What is a Defibrillator and How Does it Work?
The heart is one of the most powerful muscles in the body, and its ceaseless pumping is essential to sustaining life. If the hearts stops beating, blood stops flowing, the brain is deprived of its oxygen supply, and death can result in as little as 5 minutes. For someone who suffers a cardiac arrest, which is when the heart stops beating or has a life-threatening abnormal rhythm, emergency medical treatment is critical. While CPR (cardiopulmonary resuscitation) can help maintain the flow of oxygen to the brain, getting the heart restarted and beating normally again often requires defibrillation with an electric shock.
What is Defibrillator?
Defibrillation, true to its name, actually stops fibrillation, which is the trembling that heart muscles adopt during cardiac arrest. A defibrillator does its work by using high voltage (about 200-1000 volts) to pass an electric current through the heart so that it is jolted back into beating normally. The heart will get about 300 joules of electrical energy, which is about the same as what a 100 watt incandescent light bulb uses in 3 seconds.
How to Use a Defibrillator
The typical defibrillator that comes to mind is probably what you’ve seen on television medical shows, which is an electric supply unit and two metal electrodes that are known as paddles. These paddles are pressed firmly to the patient’s chest with insulating plastics handles so that the person administering the shock doesn’t get one as well. The most critical part of getting the current to flow to the heart is to place the paddles correctly. Put one paddle above and to the left of the heart and the other slightly below the heart and to the right. Another method involves placing one paddle on the front of the body and the other on the back. The electrodes must be close together to avoid skin burns, and they have to make good contact with the skin. To achieve this, a conducting gel is usually applied to the patient’s chest first.
In units designed for use by non-medical professionals in public places, there are sticky, self-adhesive electrode pads that are used instead of the paddles. Once the pads are applied, the operator should stand clear of the patient’s body to avoid an electric shock.

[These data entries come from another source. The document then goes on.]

//! Turns the servers in `.mcp.json` into agent tools.

use crate::client::{McpClient, McpClientConfig};
use crate::config::{extract_servers, find_config_path, load_config, ServerConfig};
use crate::protocol::{CallToolResult, ContentBlock, McpError, McpTool};
use crate::transport::Transport;
use async_trait::async_trait;
use deepagents_core::tools::{empty_object_schema, Tool, ToolBox, ToolMetadata, ToolSchema};
use serde_json::{Map, Value};
use std::path::{Path, PathBuf};
use std::sync::Arc;
use tracing::{debug, info, warn};

/// Opens a transport for one configured server.
#[async_trait]
pub trait Connector: Send + Sync {
    async fn connect(
        &self,
        name: &str,
        config: &ServerConfig,
        cwd: &Path,
    ) -> Result<Box<dyn Transport>, McpError>;
}

/// Real transports: child processes and HTTP.
#[derive(Debug, Default, Clone, Copy)]
pub struct DefaultConnector;

#[async_trait]
impl Connector for DefaultConnector {
    async fn connect(
        &self,
        name: &str,
        config: &ServerConfig,
        cwd: &Path,
    ) -> Result<Box<dyn Transport>, McpError> {
        debug!(server = %name, transport = config.transport_name(), "connecting MCP server");
        match config {
            #[cfg(feature = "stdio")]
            ServerConfig::Stdio { command, args, env } => {
                use crate::transport::stdio::{StdioServerParams, StdioTransport};
                let mut params = StdioServerParams::new(command.clone())
                    .args(args.iter().cloned())
                    .cwd(cwd);
                params.env = env.clone();
                Ok(Box::new(StdioTransport::spawn(params).await?))
            }
            #[cfg(feature = "http")]
            ServerConfig::Http { url, headers } => {
                use crate::transport::http::HttpTransport;
                let transport = HttpTransport::builder(url.clone())
                    .headers(headers.clone())
                    .build()?;
                Ok(Box::new(transport))
            }
            #[cfg(feature = "http")]
            ServerConfig::Sse { url, headers } => {
                use crate::transport::sse::SseTransport;
                Ok(Box::new(SseTransport::connect(url.clone(), headers.clone()).await?))
            }
            #[allow(unreachable_patterns)]
            other => {
                let _ = cwd;
                Err(McpError::Unsupported(other.transport_name()))
            }
        }
    }
}

/// Tools from every reachable MCP server, plus what went wrong with the rest.
pub struct McpToolset {
    pub tools: Vec<ToolBox>,
    pub config_path: Option<PathBuf>,
    /// One human-readable line per failure
    pub errors: Vec<String>,
    clients: Vec<Arc<McpClient>>,
}

impl McpToolset {
    pub fn empty() -> Self {
        Self {
            tools: Vec::new(),
            config_path: None,
            errors: Vec::new(),
            clients: Vec::new(),
        }
    }

    /// Search upward from `start` for `.mcp.json` and connect every server in it.
    pub async fn open(start: &Path) -> Self {
        Self::open_with(start, &DefaultConnector, McpClientConfig::default()).await
    }

    pub async fn open_with(
        start: &Path,
        connector: &dyn Connector,
        client_config: McpClientConfig,
    ) -> Self {
        let mut toolset = Self::empty();
        let Some(path) = find_config_path(start) else {
            debug!(start = %start.display(), "no .mcp.json found");
            return toolset;
        };
        toolset.config_path = Some(path.clone());

        let data = match load_config(&path) {
            Ok(data) => data,
            Err(e) => {
                toolset.errors.push(e.to_string());
                return toolset;
            }
        };

        let servers = extract_servers(&data);
        if servers.is_empty() {
            toolset.errors.push(format!(
                "No MCP servers configured in {}. Expected a top-level 'mcpServers'/'servers' object or a simplified server map.",
                path.display()
            ));
            return toolset;
        }

        for (name, value) in &servers {
            let Some(object) = value.as_object() else {
                toolset
                    .errors
                    .push(format!("MCP server '{}' config must be an object.", name));
                continue;
            };

            match connect_server(name, object, start, connector, &client_config).await {
                Ok((client, tools)) => {
                    info!(server = %name, tools = tools.len(), "MCP server ready");
                    toolset.tools.extend(tools);
                    toolset.clients.push(client);
                }
                Err(e) => {
                    warn!(server = %name, error = %e, "MCP server unavailable");
                    toolset
                        .errors
                        .push(format!("Failed to connect MCP server '{}': {}", name, e));
                }
            }
        }
        toolset
    }

    pub fn is_empty(&self) -> bool {
        self.tools.is_empty()
    }

    /// Shut down every server connection. Tools stop working afterwards.
    pub async fn close(&self) {
        for client in &self.clients {
            if let Err(e) = client.close().await {
                debug!(error = %e, "error while closing MCP client");
            }
        }
    }
}

impl std::fmt::Debug for McpToolset {
    fn fmt(&self, f: &mut std::fmt::Formatter<'_>) -> std::fmt::Result {
        f.debug_struct("McpToolset")
            .field(
                "tools",
                &self.tools.iter().map(|t| t.schema().name).collect::<Vec<_>>(),
            )
            .field("config_path", &self.config_path)
            .field("errors", &self.errors)
            .finish()
    }
}

async fn connect_server(
    name: &str,
    object: &Map<String, Value>,
    cwd: &Path,
    connector: &dyn Connector,
    client_config: &McpClientConfig,
) -> anyhow::Result<(Arc<McpClient>, Vec<ToolBox>)> {
    let config = ServerConfig::from_object(object)?;
    let transport = connector.connect(name, &config, cwd).await?;
    let client = Arc::new(McpClient::connect_with_config(transport, client_config.clone()).await?);

    let tools = client
        .tools()
        .iter()
        .map(|tool| {
            Arc::new(McpServerTool::new(
                name,
                config.transport_name(),
                tool.clone(),
                client.clone(),
            )) as ToolBox
        })
        .collect();
    Ok((client, tools))
}

/// One remote tool, exposed as `<server>__<tool>`.
pub struct McpServerTool {
    server: String,
    transport: &'static str,
    tool: McpTool,
    client: Arc<McpClient>,
}

impl McpServerTool {
    pub fn new(
        server: impl Into<String>,
        transport: &'static str,
        tool: McpTool,
        client: Arc<McpClient>,
    ) -> Self {
        Self {
            server: server.into(),
            transport,
            tool,
            client,
        }
    }

    pub fn qualified_name(&self) -> String {
        format!("{}__{}", self.server, self.tool.name)
    }

    fn description(&self) -> String {
        match self.tool.summary() {
            Some(text) => format!("[MCP:{}] {}", self.server, text),
            None => format!("[MCP:{}]", self.server),
        }
    }
}

#[async_trait]
impl Tool for McpServerTool {
    fn schema(&self) -> ToolSchema {
        let parameters = self
            .tool
            .input_schema
            .clone()
            .filter(|schema| !is_blank_schema(schema))
            .unwrap_or_else(empty_object_schema);
        ToolSchema::new(self.qualified_name(), self.description(), parameters)
    }

    fn metadata(&self) -> ToolMetadata {
        ToolMetadata::new()
            .with("source", "mcp")
            .with("mcp_server", self.server.as_str())
            .with("mcp_tool", self.tool.name.as_str())
            .with("mcp_transport", self.transport)
    }

    async fn execute(&self, args: Value) -> anyhow::Result<String> {
        let arguments = match args {
            Value::Null => Value::Object(Map::new()),
            Value::Object(_) => args,
            other => anyhow::bail!("MCP tool arguments must be a JSON object, got {}", other),
        };

        let result = self.client.call_tool(&self.tool.name, arguments).await?;
        let text = format_call_result(&result);
        if result.is_error {
            if text.is_empty() {
                anyhow::bail!("MCP tool call failed");
            }
            anyhow::bail!(text);
        }
        Ok(text)
    }
}

fn is_blank_schema(schema: &Value) -> bool {
    match schema {
        Value::Null => true,
        Value::Object(map) => map.is_empty(),
        _ => false,
    }
}

/// Render a tool result for the model: structured content wins, otherwise
/// the non-empty content blocks joined by newlines.
pub fn format_call_result(result: &CallToolResult) -> String {
    if let Some(structured) = &result.structured_content {
        return serde_json::to_string_pretty(structured).unwrap_or_else(|_| structured.to_string());
    }

    result
        .content
        .iter()
        .map(|block| match block {
            ContentBlock::Text { text, .. } => text.clone(),
            ContentBlock::Other(value) => value.to_string(),
        })
        .filter(|part| !part.is_empty())
        .collect::<Vec<_>>()
        .join("\n")
}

Defibrillators are often seen in public locations and have become as common as fire extinguishers. This is because a defibrillator can be a life-saving device in a situation where time is of the essence. Those minutes ticking away while waiting for emergency medical personnel to arrive can be the minutes that make a difference between life and death. If someone suffers cardiac arrest in public, even an untrained person can follow the simple instructions to provide defibrillation, dramatically increases someone’s chances for survival, cutting the risk of death almost in half.
Types of Defibrillators
The types of defibrillators you are likely to see in public places are called automated external defibrillators (AEDs) and are designed to be used with little or no training. They have self-adhesive electrode pads and a built-in computer that provides automatic analytical data on the patient’s heart rhythm to know if the shock will make a difference and what level of shock you need. Defibrillation is of no use if the heart has completely stopped beating. More professional units used in hospitals and by emergency medical personnel have the paddles and gel and are called manual external defibrillators. With these, the medical personnel must determine if shock will work and what level to apply. Semi-automated defibrillators can be either automatic or manual. For patients who have irregular heart rhythms, an internal defibrillator can be planted into the chest like a pacemaker, or worn on the surface of the skin under the clothing to constantly monitor the heart rhythm and administer shock as needed.